The gold market is a funny place. On Thursday (May 6), I complained that the yellow metal couldn’t surpass $1,800:
"The price of gold has been trading sideways recently as it couldn’t break out of the $1,700-$1,800 price range. This inability can be frustrating, but the inflationary pressure could help the yellow metal to free itself from the shackles."
And voilà, just later that day, the price of gold finally jumped above $1,800, as the chart below shows. Hey, maybe I have to complain about gold more often?
But jokes aside. The move is a big deal, as gold has finally broken above the key resistance level. What’s important here is that the breakthrough wasn’t caused by some negative geopolitical or economic shock, but rather by fundamental and sentiment factors.
So, what happened? First, there is a weakness in the US dollar. With global economic recovery progressing, the safe-haven appeal of the greenback is simply vanishing. Another issue here is – and I pointed this out in the Fundamental Gold Report dedicated to the latest ECB’s meeting – that the pandemic in the Eurozone has reached its peak. So, the worst is already behind the euro area, and it can catch up with the US now, supporting the euro and gold against the dollar.

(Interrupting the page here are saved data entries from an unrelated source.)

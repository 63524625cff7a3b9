//! Region map configuration loader.

use std::path::Path;

use region_map_core::RegionMapConfig;

use crate::loaders::{LoadResult, read_file};

/// Loader for [`RegionMapConfig`] from TOML files.
pub struct ConfigLoader;

impl ConfigLoader {
    /// Load config data from a TOML file.
    ///
    /// Missing keys keep their `DEFAULT_*` values.
    pub fn load(path: &Path) -> LoadResult<RegionMapConfig> {
        let content = read_file(path)?;
        Self::parse(&content)
    }

    pub fn parse(content: &str) -> LoadResult<RegionMapConfig> {
        let config: RegionMapConfig = toml::from_str(content)
            .map_err(|e| anyhow::anyhow!("Failed to parse config TOML: {}", e))?;
        Ok(config)
    }
}

#[cfg(test)]
mod tests {
    use super::*;
    use std::io::Write;

    #[test]
    fn partial_config_keeps_defaults() {
        let mut file = tempfile::NamedTempFile::new().unwrap();
        writeln!(file, "heap_budget = 4096\nforce_switch_button = false").unwrap();

        let config = ConfigLoader::load(file.path()).unwrap();
        assert_eq!(config.heap_budget, 4096);
        assert!(!config.force_switch_button);
        assert_eq!(
            config.select_closes_field_map,
            RegionMapConfig::DEFAULT_SELECT_CLOSES_FIELD_MAP
        );
    }

    #[test]
    fn malformed_config_is_an_error() {
        let error = ConfigLoader::parse("heap_budget = \"lots\"").unwrap_err();
        assert!(error.to_string().contains("Failed to parse config TOML"));
    }
}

Second, the bond yields have been heading lower recently. As one can see in the chart below, the real interest rates have corrected significantly since their peak in March. In early May, the 10-year TIPS yields slid further, returning to almost -0.90 percent.
What is noteworthy here, the real interest rates declined more than the nominal interest rates. It resulted from the increase in the expected inflation. Indeed, as the chart below shows, the 10-year breakeven inflation rate jumped in early May. As a reminder, I wrote on Thursday that “the inflationary pressure could help the yellow metal to free itself from the shackles” and this is exactly what happened.
Implications for Gold
What does gold’s jump above $1,800 imply for its future? Well, the crossing of an important obstacle is always a positive development. The decline in the interest rates, coupled with the weakness in the US dollar, means that the markets are convinced that the Fed would remain very dovish, even despite the rising inflation.

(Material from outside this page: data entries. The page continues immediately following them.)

//! Session-owned copies of the region layout tilemaps.

use std::collections::TryReserveError;

use crate::config::RegionMapConfig;
use crate::display::{AssetId, Background, DisplayDriver};
use crate::types::Region;

const LAYOUT_TILES: usize = RegionMapConfig::LAYOUT_WIDTH * RegionMapConfig::LAYOUT_HEIGHT;
const SCROLL_TILES: usize = RegionMapConfig::SCROLL_BUFFER_WIDTH * RegionMapConfig::LAYOUT_HEIGHT;

/// Switch button tiles: first tile of each row, drawn at column 24 on rows 14..17.
const SWITCH_BUTTON_ROWS: [u16; 3] = [0x0F0, 0x100, 0x110];
const SWITCH_BUTTON_COLUMN: usize = 24;
const SWITCH_BUTTON_TOP_ROW: usize = 14;
const SWITCH_BUTTON_WIDTH: usize = 3;
const SWITCH_BUTTON_PALETTE: u16 = 3;

/// Decompressed layouts, one per region plus the frame, and one scroll
/// buffer per background.
#[derive(Clone, Debug, PartialEq, Eq)]
pub struct LayoutBuffers {
    regions: [Vec<u16>; Region::COUNT],
    frame: Vec<u16>,
    scroll: [Vec<u16>; Background::COUNT],
}

impl LayoutBuffers {
    /// Bytes the session needs for layouts and one scroll buffer per background.
    pub const fn required_bytes() -> usize {
        let tiles = (Region::COUNT + 1) * LAYOUT_TILES + Background::COUNT * SCROLL_TILES;
        tiles * core::mem::size_of::<u16>()
    }

    /// Reserves every buffer up front.
    pub fn reserve() -> Result<Self, TryReserveError> {
        let buffer = |len: usize| -> Result<Vec<u16>, TryReserveError> {
            let mut tiles = Vec::new();
            tiles.try_reserve_exact(len)?;
            Ok(tiles)
        };
        Ok(Self {
            regions: [buffer(LAYOUT_TILES)?, buffer(LAYOUT_TILES)?, buffer(LAYOUT_TILES)?],
            frame: buffer(LAYOUT_TILES)?,
            scroll: [
                buffer(SCROLL_TILES)?,
                buffer(SCROLL_TILES)?,
                buffer(SCROLL_TILES)?,
                buffer(SCROLL_TILES)?,
            ],
        })
    }

    /// Decompresses the layout of `region` into its buffer.
    pub fn decompress_region(&mut self, region: Region, driver: &mut dyn DisplayDriver) {
        let data = driver.decompress_asset(AssetId::RegionTilemap(region));
        fill(&mut self.regions[region.index()], &data);
    }

    pub fn decompress_frame(&mut self, driver: &mut dyn DisplayDriver) {
        let data = driver.decompress_asset(AssetId::FrameTilemap);
        fill(&mut self.frame, &data);
    }

    pub fn region(&self, region: Region) -> &[u16] {
        &self.regions[region.index()]
    }

    /// Map background buffer for `region`, with the switch button drawn when enabled.
    pub fn scroll_buffer(&mut self, region: Region, switch_button: bool) -> &[u16] {
        let buffer = &mut self.scroll[Background::Map.index()];
        widen_into(buffer, &self.regions[region.index()]);
        if switch_button {
            for (row, first) in SWITCH_BUTTON_ROWS.iter().enumerate() {
                let start = (SWITCH_BUTTON_TOP_ROW + row) * RegionMapConfig::SCROLL_BUFFER_WIDTH
                    + SWITCH_BUTTON_COLUMN;
                for (offset, tile) in buffer[start..start + SWITCH_BUTTON_WIDTH].iter_mut().enumerate() {
                    *tile = (SWITCH_BUTTON_PALETTE << 12) | (first + offset as u16);
                }
            }
        }
        buffer
    }

    pub fn frame_buffer(&mut self) -> &[u16] {
        let buffer = &mut self.scroll[Background::Frame.index()];
        widen_into(buffer, &self.frame);
        buffer
    }

    /// Widens a tilemap the driver decompressed into `background`'s scroll buffer.
    pub fn widen_for(&mut self, background: Background, layout: &[u16]) -> &[u16] {
        let buffer = &mut self.scroll[background.index()];
        widen_into(buffer, layout);
        buffer
    }
}

fn fill(buffer: &mut Vec<u16>, data: &[u16]) {
    buffer.clear();
    buffer.extend(data.iter().copied().take(LAYOUT_TILES));
    buffer.resize(LAYOUT_TILES, 0);
}

/// Copies a 30-wide layout into a 32-wide buffer, padding with the first tile.
///
/// `buffer` keeps its reserved capacity; it never grows past one scroll buffer.
fn widen_into(buffer: &mut Vec<u16>, layout: &[u16]) {
    let pad = layout.first().copied().unwrap_or_default();
    buffer.clear();
    for row in 0..RegionMapConfig::LAYOUT_HEIGHT {
        for col in 0..RegionMapConfig::SCROLL_BUFFER_WIDTH {
            let tile = if col < RegionMapConfig::LAYOUT_WIDTH {
                layout
                    .get(row * RegionMapConfig::LAYOUT_WIDTH + col)
                    .copied()
                    .unwrap_or(pad)
            } else {
                pad
            };
            buffer.push(tile);
        }
    }
}

#[cfg(test)]
mod tests {
    use super::*;
    use crate::display::VirtualDisplay;

    fn numbered() -> Vec<u16> {
        (0..LAYOUT_TILES as u16).map(|tile| tile + 1).collect()
    }

    #[test]
    fn widen_pads_each_row_with_the_first_tile() {
        let mut layouts = LayoutBuffers::reserve().unwrap();
        let buffer = layouts.widen_for(Background::Overlay, &numbered());
        assert_eq!(buffer.len(), SCROLL_TILES);
        assert_eq!(&buffer[..3], &[1, 2, 3]);
        assert_eq!(buffer[29], 30);
        assert_eq!(&buffer[30..32], &[1, 1]);
        assert_eq!(buffer[32], 31);
    }

    #[test]
    fn decompressed_layouts_are_normalized_to_full_size() {
        let mut driver = VirtualDisplay::new();
        driver.register_asset(AssetId::RegionTilemap(Region::Johto), vec![7; 10]);
        let mut layouts = LayoutBuffers::reserve().unwrap();
        layouts.decompress_region(Region::Johto, &mut driver);
        assert_eq!(layouts.region(Region::Johto).len(), LAYOUT_TILES);
        assert_eq!(layouts.region(Region::Johto)[9], 7);
        assert_eq!(layouts.region(Region::Johto)[10], 0);
    }

    #[test]
    fn switch_button_is_drawn_only_when_enabled() {
        let mut driver = VirtualDisplay::new();
        driver.register_asset(AssetId::RegionTilemap(Region::Rijon), numbered());
        let mut layouts = LayoutBuffers::reserve().unwrap();
        layouts.decompress_region(Region::Rijon, &mut driver);

        let at = 15 * RegionMapConfig::SCROLL_BUFFER_WIDTH + SWITCH_BUTTON_COLUMN + 2;
        let plain = layouts.scroll_buffer(Region::Rijon, false)[at];
        let with_button = layouts.scroll_buffer(Region::Rijon, true)[at];
        assert_eq!(plain, (15 * RegionMapConfig::LAYOUT_WIDTH + 26 + 1) as u16);
        assert_eq!(with_button, 0x3000 | 0x102);
    }

    #[test]
    fn scroll_buffers_stay_within_their_reservation() {
        let mut driver = VirtualDisplay::new();
        driver.register_asset(AssetId::RegionTilemap(Region::Rijon), numbered());
        driver.register_asset(AssetId::FrameTilemap, numbered());
        let mut layouts = LayoutBuffers::reserve().unwrap();
        let reserved: Vec<usize> = layouts.scroll.iter().map(Vec::capacity).collect();
        assert!(reserved.iter().all(|&capacity| capacity >= SCROLL_TILES));

        layouts.decompress_region(Region::Rijon, &mut driver);
        layouts.decompress_frame(&mut driver);
        for _ in 0..3 {
            layouts.scroll_buffer(Region::Rijon, true);
            layouts.frame_buffer();
            layouts.widen_for(Background::Overlay, &numbered());
        }

        let after: Vec<usize> = layouts.scroll.iter().map(Vec::capacity).collect();
        assert_eq!(after, reserved);
    }
}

Other positive news for the gold market is April’s nonfarm payrolls that came in below the forecasts. The US economy added only 266,000 jobs last month (see the chart below), although many analysts and even the FOMC members expected a nearly 1 million increase in employment. Such a disappointment made traders slash the bets on the pace of the Fed’s monetary tightening. A softer expected path of the federal funds rate is a fundamentally positive factor for gold.
In other words, the weak employment report relieves a lot of the pressure put on the Fed to tighten its monetary policy. So, the US central bank will continue to provide monetary support, despite all the progress observed in the economy, and that easy stance will stay with us for longer than previously expected. In that sense, April’s disappointing jobs data may be a game-changer for gold, and it could add fuel to the recent rally that started on Thursday.

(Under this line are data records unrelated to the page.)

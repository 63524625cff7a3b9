//! Fixed-width section names for the name windows.

use crate::config::RegionMapConfig;
use crate::env::MapSectionLookup;
use crate::types::SectionId;

/// Name of `section` padded with spaces to `fill` characters.
///
/// A `fill` of zero means [`RegionMapConfig::DEFAULT_NAME_FILL`]. Names longer
/// than `fill` are kept whole. Unknown sections yield `fill` spaces.
pub fn map_name(lookup: &MapSectionLookup, section: SectionId, fill: usize) -> String {
    let fill = if fill == 0 { RegionMapConfig::DEFAULT_NAME_FILL } else { fill };
    let name = lookup.name(section).unwrap_or_default();
    format!("{name:<fill$}")
}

Of course, one weak employment number doesn’t erase the impressive economic recovery. Moreover, I would like to see that gold hold the recent gains through the coming days before organizing a party for the gold bulls. However, it seems that I was right in saying that the second quarter would be much better than the first one. Gold is indeed gaining momentum! And, what’s really important, the yellow metal started to rise amid a strong economic recovery – it implies that we can be observing important, bullish shifts in the market sentiment towards gold.